Start of EXCERPTED RECORDS

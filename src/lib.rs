//! Phenomind Analytics - Biomarker analytics for psychiatric patient monitoring
//!
//! Phenomind turns a patient's daily biomarker series (sleep, HRV, activity,
//! mood) into clinical decision support through a deterministic pipeline:
//! trend analysis → driver weighting → disorder-aware recommendations →
//! report encoding. A separate aggregator summarizes risk across a cohort.
//!
//! ## Modules
//!
//! - **Patient analytics**: trends, ranked biomarker drivers and prioritized
//!   recommendations for one patient
//! - **Population analytics**: risk distribution, per-disorder breakdown and
//!   descriptive statistics for a cohort

pub mod config;
pub mod disorder;
pub mod drivers;
pub mod encoder;
pub mod error;
pub mod pipeline;
pub mod population;
pub mod recommendation;
pub mod trend;
pub mod types;

// FFI bindings for C interop (always available for cdylib/staticlib builds)
pub mod ffi;

pub use config::AnalyticsConfig;
pub use disorder::DisorderCategory;
pub use drivers::DriverWeighter;
pub use encoder::AnalyticsEncoder;
pub use error::AnalyticsError;
pub use pipeline::{patient_analytics, population_analytics, AnalyticsProcessor};
pub use population::PopulationAggregator;
pub use recommendation::RecommendationEngine;
pub use trend::TrendAnalyzer;

/// Library version embedded in provenance envelopes
pub const PHENOMIND_VERSION: &str = env!("CARGO_PKG_VERSION");

/// Producer name for provenance envelopes
pub const PRODUCER_NAME: &str = "phenomind-analytics";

End of EXCERPTED RECORDS

• [WHAT THE EXERCISE ASKS] Lines in the data that include the word "error" should all be copied.

• [OUTPUT]
pub mod error;
pub use error::AnalyticsError;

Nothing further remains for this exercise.